• _THE PROBLEM_
Where the records below reach the line containing "let (health_reporter, health_service)", start transcribing, and end with the line containing "res = &mut serving", exactly and with nothing else added.

• _DATA IN THIS EXERCISE_
■ ■ ■ ■ ■
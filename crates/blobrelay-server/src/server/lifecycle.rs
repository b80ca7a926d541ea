//! Server lifecycle: bind, serve, drain, force stop.
//!
//! ```text
//! Created -> Listening -> Serving -> Draining -> Stopped
//!                                  \__________/
//!                                  forced stop
//! ```
//!
//! [`RelayServer`] owns the service and publishes its state on a watch
//! channel. [`ServerHandle`] is the cloneable remote control: `stop` starts a
//! graceful drain bounded by the configured shutdown timeout, `panic_stop`
//! abandons in-flight calls immediately.

use crate::server::{
    config::ServerConfig,
    service::handler::{RelayService, build_relay_service},
    store::{IdGenerator, RecordStore, UuidV7Ids},
};
use anyhow::Context;
use blobrelay_core::proto::{FILE_DESCRIPTOR_SET, blob_relay_server::BlobRelayServer};
use core::time::Duration;
use futures::Stream;
use std::{net::SocketAddr, sync::Arc};
use tokio::{
    io::{AsyncRead, AsyncWrite},
    net::TcpListener,
    sync::watch,
    time::{sleep, timeout},
};
use tokio_stream::wrappers::TcpListenerStream;
use tokio_util::sync::CancellationToken;
use tonic::transport::{Server, server::Connected};
use tonic_health::server::HealthReporter;

/// Time a forced stop waits for cancelled calls to report before giving up.
const FORCED_SETTLE: Duration = Duration::from_secs(1);

#[derive(Debug, Clone, Copy, PartialEq, Eq, PartialOrd, Ord)]
pub enum ServerState {
    Created,
    Listening,
    Serving,
    Draining,
    Stopped,
}

/// Remote control for a [`RelayServer`].
#[derive(Debug, Clone)]
pub struct ServerHandle {
    stop: CancellationToken,
    panic: CancellationToken,
    state: watch::Receiver<ServerState>,
}

impl ServerHandle {
    /// Starts a graceful shutdown. Idempotent.
    pub fn stop(&self) {
        self.stop.cancel();
    }

    /// Cancels every in-flight call and stops the server without draining.
    pub fn panic_stop(&self) {
        self.stop.cancel();
        self.panic.cancel();
    }

    pub fn state(&self) -> ServerState {
        *self.state.borrow()
    }

    /// Waits until the server has reached `target` or any later state.
    pub async fn wait_for(&self, target: ServerState) -> ServerState {
        let mut state = self.state.clone();
        let reached = state.wait_for(|s| *s >= target).await.map(|s| *s);
        reached.unwrap_or_else(|_| *state.borrow())
    }
}

pub struct RelayServer<S, G = UuidV7Ids> {
    config: ServerConfig,
    service: RelayService<S, G>,
    state: watch::Sender<ServerState>,
    stop: CancellationToken,
    panic: CancellationToken,
}

impl<S: RecordStore> RelayServer<S> {
    pub fn new(config: ServerConfig, store: Arc<S>) -> Self {
        let service = RelayService::new(config.clone(), store);
        Self::with_service(config, service)
    }
}

impl<S: RecordStore, G: IdGenerator> RelayServer<S, G> {
    pub fn with_service(config: ServerConfig, service: RelayService<S, G>) -> Self {
        let (state, _) = watch::channel(ServerState::Created);
        Self {
            config,
            service,
            state,
            stop: CancellationToken::new(),
            panic: CancellationToken::new(),
        }
    }

    pub fn handle(&self) -> ServerHandle {
        ServerHandle {
            stop: self.stop.clone(),
            panic: self.panic.clone(),
            state: self.state.subscribe(),
        }
    }

    pub fn service(&self) -> &RelayService<S, G> {
        &self.service
    }

    /// Binds the configured TCP address.
    ///
    /// # Errors
    ///
    /// Fails if the address cannot be bound; the server stays `Created`.
    pub async fn bind_tcp(&self) -> anyhow::Result<(SocketAddr, TcpListenerStream)> {
        let listener = TcpListener::bind(&self.config.server_addr)
            .await
            .with_context(|| format!("failed to bind {}", self.config.server_addr))?;
        let addr = listener.local_addr()?;
        self.set_state(ServerState::Listening);
        tracing::info!(%addr, "Listening");
        Ok((addr, TcpListenerStream::new(listener)))
    }

    /// Binds the configured address as a Unix domain socket.
    #[cfg(unix)]
    pub fn bind_uds(&self) -> anyhow::Result<tokio_stream::wrappers::UnixListenerStream> {
        let path = &self.config.server_addr;
        let listener = tokio::net::UnixListener::bind(path)
            .with_context(|| format!("failed to bind unix socket {path}"))?;
        self.set_state(ServerState::Listening);
        tracing::info!(%path, "Listening");
        Ok(tokio_stream::wrappers::UnixListenerStream::new(listener))
    }

    /// Binds according to the configuration and serves until stopped.
    pub async fn run(self) -> anyhow::Result<()> {
        log_startup_info(&self.config);

        if self.config.uds {
            #[cfg(unix)]
            {
                let path = self.config.server_addr.clone();
                let incoming = self.bind_uds()?;
                let res = self.serve(incoming).await;
                // A panic can still leave the socket file behind.
                let _ = std::fs::remove_file(&path);
                res
            }
            #[cfg(not(unix))]
            {
                anyhow::bail!("Unix domain sockets are not supported on this platform");
            }
        } else {
            let (_, incoming) = self.bind_tcp().await?;
            self.serve(incoming).await
        }
    }

    /// Serves `incoming` until [`ServerHandle::stop`] or
    /// [`ServerHandle::panic_stop`], then drains or forces the shutdown.
    pub async fn serve<I, IO, IE>(self, incoming: I) -> anyhow::Result<()>
    where
        I: Stream<Item = Result<IO, IE>>,
        IO: AsyncRead + AsyncWrite + Connected + Unpin + Send + 'static,
        IO::ConnectInfo: Clone + Send + Sync + 'static,
        IE: Into<tower::BoxError>,
    {
        let (health_reporter, health_service) = tonic_health::server::health_reporter();
        health_reporter
            .set_serving::<BlobRelayServer<RelayService<S, G>>>()
            .await;

        let reflection = tonic_reflection::server::Builder::configure()
            .register_encoded_file_descriptor_set(FILE_DESCRIPTOR_SET)
            .build_v1()?;

        let drain = CancellationToken::new();
        let drain_signal = {
            let drain = drain.clone();
            async move { drain.cancelled().await }
        };

        let serving = Server::builder()
            .http2_adaptive_window(Some(true))
            .max_concurrent_streams(self.config.max_concurrent_streams)
            .add_service(health_service)
            .add_service(reflection)
            .add_service(build_relay_service(self.service.clone()))
            .serve_with_incoming_shutdown(incoming, drain_signal);
        let mut serving = Box::pin(serving);
        self.set_state(ServerState::Serving);

        tokio::select! {
            res = &mut serving => {
                // The listener ended on its own.
                self.set_state(ServerState::Stopped);
                res.context("server terminated")?;
                return Ok(());
            }
            () = self.stop.cancelled() => {}
        }

        set_not_serving::<S, G>(&health_reporter).await;
        self.service.begin_drain();
        self.set_state(ServerState::Draining);

        let forced = if self.panic.is_cancelled() {
            true
        } else {
            tracing::info!(
                timeout_secs = self.config.shutdown_timeout.as_secs(),
                "Shutdown requested, draining"
            );
            drain.cancel();
            let graceful = async {
                let res = (&mut serving).await;
                self.service.wait_idle().await;
                res
            };

            tokio::select! {
                res = graceful => {
                    if let Err(e) = res {
                        tracing::error!(error = %e, "Server failed while draining");
                    }
                    false
                }
                () = sleep(self.config.shutdown_timeout) => {
                    tracing::warn!("Shutdown deadline elapsed");
                    true
                }
                () = self.panic.cancelled() => true,
            }
        };

        if forced {
            self.service.force_stop();
            drop(serving);
            if timeout(FORCED_SETTLE, self.service.wait_idle())
                .await
                .is_err()
            {
                tracing::warn!(
                    inflight = self.service.inflight_calls(),
                    "Calls still settling after forced stop"
                );
            }
        }

        self.set_state(ServerState::Stopped);
        tracing::info!(forced, "Server stopped");
        Ok(())
    }

    fn set_state(&self, next: ServerState) {
        let prev = self.state.send_replace(next);
        tracing::debug!(?prev, ?next, "Server state changed");
    }
}

async fn set_not_serving<S: RecordStore, G: IdGenerator>(reporter: &HealthReporter) {
    reporter
        .set_not_serving::<BlobRelayServer<RelayService<S, G>>>()
        .await;
}

fn log_startup_info(config: &ServerConfig) {
    if cfg!(debug_assertions) {
        tracing::info!(
            "Starting relay on {} with full config: {:#?}",
            config.server_addr,
            config
        );
    } else {
        tracing::info!(
            "Starting relay on {} (handoff capacity {})",
            config.server_addr,
            config.handoff_capacity
        );
    }
}

#[cfg(test)]
mod tests {
    use super::*;

    #[test]
    fn states_are_ordered_along_the_lifecycle() {
        use ServerState::*;
        let order = [Created, Listening, Serving, Draining, Stopped];
        assert!(order.windows(2).all(|w| w[0] < w[1]));
    }

    #[tokio::test]
    async fn wait_for_returns_the_current_state_once_the_server_is_gone() {
        let server = RelayServer::new(
            ServerConfig::default(),
            Arc::new(crate::server::store::MemoryStore::new()),
        );
        let handle = server.handle();
        assert_eq!(handle.state(), ServerState::Created);

        drop(server);
        assert_eq!(
            handle.wait_for(ServerState::Stopped).await,
            ServerState::Created
        );
    }
}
■ ■ ■ ■ ■
• _ANSWER BELOW_
        let (health_reporter, health_service) = tonic_health::server::health_reporter();
        health_reporter
            .set_serving::<BlobRelayServer<RelayService<S, G>>>()
            .await;

        let reflection = tonic_reflection::server::Builder::configure()
            .register_encoded_file_descriptor_set(FILE_DESCRIPTOR_SET)
            .build_v1()?;

        let drain = CancellationToken::new();
        let drain_signal = {
            let drain = drain.clone();
            async move { drain.cancelled().await }
        };

        let serving = Server::builder()
            .http2_adaptive_window(Some(true))
            .max_concurrent_streams(self.config.max_concurrent_streams)
            .add_service(health_service)
            .add_service(reflection)
            .add_service(build_relay_service(self.service.clone()))
            .serve_with_incoming_shutdown(incoming, drain_signal);
        let mut serving = Box::pin(serving);
        self.set_state(ServerState::Serving);

        tokio::select! {
            res = &mut serving => {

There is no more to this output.